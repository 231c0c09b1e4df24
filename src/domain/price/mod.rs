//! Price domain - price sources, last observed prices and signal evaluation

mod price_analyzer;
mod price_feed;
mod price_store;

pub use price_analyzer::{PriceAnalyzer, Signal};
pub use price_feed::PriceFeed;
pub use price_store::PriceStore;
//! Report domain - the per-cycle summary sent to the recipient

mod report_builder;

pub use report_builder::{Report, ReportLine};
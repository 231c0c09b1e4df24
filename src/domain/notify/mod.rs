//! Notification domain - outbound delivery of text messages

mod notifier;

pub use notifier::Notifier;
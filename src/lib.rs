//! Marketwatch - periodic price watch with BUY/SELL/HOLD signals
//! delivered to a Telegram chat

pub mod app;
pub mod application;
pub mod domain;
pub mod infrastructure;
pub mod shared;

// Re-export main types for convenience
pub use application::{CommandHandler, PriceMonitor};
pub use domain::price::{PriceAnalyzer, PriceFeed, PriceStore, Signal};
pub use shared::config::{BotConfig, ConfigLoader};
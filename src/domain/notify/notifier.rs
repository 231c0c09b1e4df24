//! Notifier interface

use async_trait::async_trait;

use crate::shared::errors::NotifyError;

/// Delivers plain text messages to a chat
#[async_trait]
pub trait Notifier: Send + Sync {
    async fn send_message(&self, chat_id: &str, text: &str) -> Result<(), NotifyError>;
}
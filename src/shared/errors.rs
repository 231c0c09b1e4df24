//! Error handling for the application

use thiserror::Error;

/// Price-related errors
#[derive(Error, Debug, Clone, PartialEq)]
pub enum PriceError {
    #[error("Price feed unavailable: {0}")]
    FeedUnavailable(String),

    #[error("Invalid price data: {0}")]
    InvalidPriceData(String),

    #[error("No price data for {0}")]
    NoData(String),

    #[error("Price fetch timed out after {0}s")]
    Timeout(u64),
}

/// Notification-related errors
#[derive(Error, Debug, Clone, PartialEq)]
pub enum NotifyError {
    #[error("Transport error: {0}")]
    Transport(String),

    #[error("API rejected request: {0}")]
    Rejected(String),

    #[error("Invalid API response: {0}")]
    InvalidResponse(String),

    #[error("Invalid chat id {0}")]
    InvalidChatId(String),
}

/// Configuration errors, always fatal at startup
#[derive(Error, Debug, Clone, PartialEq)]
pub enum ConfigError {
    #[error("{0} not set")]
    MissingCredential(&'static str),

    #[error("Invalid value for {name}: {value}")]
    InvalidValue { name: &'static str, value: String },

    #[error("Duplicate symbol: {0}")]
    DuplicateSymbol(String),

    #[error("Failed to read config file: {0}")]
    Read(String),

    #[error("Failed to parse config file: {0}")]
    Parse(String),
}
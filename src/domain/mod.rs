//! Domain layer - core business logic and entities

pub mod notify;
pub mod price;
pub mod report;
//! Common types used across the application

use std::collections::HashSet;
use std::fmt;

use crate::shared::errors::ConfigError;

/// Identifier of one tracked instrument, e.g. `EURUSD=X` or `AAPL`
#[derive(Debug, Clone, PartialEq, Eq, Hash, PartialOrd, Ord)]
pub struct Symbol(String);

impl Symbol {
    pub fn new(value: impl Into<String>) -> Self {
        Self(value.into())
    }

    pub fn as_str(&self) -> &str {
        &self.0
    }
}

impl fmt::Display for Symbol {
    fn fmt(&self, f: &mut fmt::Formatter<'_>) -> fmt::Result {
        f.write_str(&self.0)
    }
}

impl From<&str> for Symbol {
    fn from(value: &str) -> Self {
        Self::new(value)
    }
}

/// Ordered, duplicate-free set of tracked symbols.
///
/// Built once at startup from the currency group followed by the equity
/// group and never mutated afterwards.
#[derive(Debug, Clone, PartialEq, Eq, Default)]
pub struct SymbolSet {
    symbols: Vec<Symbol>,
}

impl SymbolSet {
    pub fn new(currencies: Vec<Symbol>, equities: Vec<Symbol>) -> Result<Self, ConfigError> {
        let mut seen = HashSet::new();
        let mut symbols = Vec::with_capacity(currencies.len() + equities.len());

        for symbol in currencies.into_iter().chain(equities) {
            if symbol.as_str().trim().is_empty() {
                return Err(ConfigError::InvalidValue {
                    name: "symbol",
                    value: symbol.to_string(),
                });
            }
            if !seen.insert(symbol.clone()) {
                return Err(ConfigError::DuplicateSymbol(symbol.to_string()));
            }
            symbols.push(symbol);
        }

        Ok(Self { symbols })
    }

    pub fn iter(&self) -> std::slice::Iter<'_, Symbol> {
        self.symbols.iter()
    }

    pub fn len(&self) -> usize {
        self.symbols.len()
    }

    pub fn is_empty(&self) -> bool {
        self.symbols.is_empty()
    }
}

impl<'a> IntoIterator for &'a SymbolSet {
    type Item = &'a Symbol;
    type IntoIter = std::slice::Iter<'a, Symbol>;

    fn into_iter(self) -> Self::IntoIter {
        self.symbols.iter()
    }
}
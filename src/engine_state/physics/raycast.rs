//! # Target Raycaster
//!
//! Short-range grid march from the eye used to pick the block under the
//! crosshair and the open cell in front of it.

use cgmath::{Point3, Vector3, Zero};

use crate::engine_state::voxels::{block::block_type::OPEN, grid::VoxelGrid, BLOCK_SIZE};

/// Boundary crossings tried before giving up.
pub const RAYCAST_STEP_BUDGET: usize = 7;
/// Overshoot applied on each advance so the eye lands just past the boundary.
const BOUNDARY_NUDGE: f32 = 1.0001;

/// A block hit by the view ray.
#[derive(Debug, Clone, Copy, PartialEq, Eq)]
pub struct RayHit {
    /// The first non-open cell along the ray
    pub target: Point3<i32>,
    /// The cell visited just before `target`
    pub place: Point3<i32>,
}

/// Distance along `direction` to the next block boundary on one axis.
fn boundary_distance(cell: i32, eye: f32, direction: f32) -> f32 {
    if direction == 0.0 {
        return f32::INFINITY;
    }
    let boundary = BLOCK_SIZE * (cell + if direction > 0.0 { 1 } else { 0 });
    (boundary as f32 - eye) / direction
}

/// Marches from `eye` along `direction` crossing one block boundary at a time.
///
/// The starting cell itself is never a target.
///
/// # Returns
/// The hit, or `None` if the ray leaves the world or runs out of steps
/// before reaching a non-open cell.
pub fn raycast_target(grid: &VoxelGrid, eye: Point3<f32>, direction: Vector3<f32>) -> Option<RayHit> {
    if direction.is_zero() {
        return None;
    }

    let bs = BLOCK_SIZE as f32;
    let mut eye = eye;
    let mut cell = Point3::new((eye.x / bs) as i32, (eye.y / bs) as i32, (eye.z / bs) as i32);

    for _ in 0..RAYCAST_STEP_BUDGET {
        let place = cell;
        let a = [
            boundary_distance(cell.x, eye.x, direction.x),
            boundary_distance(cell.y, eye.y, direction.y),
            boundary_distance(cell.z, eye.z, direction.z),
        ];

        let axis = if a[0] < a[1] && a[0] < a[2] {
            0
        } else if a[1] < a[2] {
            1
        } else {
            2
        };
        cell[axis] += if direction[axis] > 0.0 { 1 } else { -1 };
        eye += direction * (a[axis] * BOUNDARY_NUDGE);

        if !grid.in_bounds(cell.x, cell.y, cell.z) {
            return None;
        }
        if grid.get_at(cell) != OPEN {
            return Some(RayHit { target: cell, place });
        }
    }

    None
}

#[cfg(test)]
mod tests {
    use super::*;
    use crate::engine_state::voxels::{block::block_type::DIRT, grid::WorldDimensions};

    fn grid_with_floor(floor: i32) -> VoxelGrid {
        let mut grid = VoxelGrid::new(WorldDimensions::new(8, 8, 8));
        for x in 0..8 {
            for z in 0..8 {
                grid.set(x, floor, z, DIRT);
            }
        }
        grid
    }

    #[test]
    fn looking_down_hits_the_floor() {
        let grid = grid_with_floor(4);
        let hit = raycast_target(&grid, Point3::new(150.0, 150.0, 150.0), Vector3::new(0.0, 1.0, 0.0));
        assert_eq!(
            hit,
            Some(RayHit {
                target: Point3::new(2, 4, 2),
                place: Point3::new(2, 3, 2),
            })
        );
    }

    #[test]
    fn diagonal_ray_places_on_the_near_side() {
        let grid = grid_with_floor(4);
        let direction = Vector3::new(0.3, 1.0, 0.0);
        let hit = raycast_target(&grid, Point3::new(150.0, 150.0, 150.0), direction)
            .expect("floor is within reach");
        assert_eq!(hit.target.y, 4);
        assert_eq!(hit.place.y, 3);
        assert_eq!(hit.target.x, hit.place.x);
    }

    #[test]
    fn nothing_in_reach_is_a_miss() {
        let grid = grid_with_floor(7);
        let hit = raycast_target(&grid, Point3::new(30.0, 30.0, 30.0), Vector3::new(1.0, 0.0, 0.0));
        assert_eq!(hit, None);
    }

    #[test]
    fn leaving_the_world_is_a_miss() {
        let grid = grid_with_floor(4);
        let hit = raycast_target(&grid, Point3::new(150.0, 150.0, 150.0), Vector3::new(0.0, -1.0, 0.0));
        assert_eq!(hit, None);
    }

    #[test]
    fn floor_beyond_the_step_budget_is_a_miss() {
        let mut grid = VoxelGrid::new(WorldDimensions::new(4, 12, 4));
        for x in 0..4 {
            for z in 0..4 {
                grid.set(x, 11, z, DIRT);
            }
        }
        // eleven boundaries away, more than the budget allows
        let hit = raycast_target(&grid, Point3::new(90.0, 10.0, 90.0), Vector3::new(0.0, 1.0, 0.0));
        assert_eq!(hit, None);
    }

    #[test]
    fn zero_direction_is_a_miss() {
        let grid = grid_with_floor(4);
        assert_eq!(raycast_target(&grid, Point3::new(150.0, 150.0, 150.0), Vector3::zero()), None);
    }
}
------------------------------------------------------------
What the task asks
Within the listing above, work out the number of lines that hold "currencies", and give that number alone.

Solution for this task
3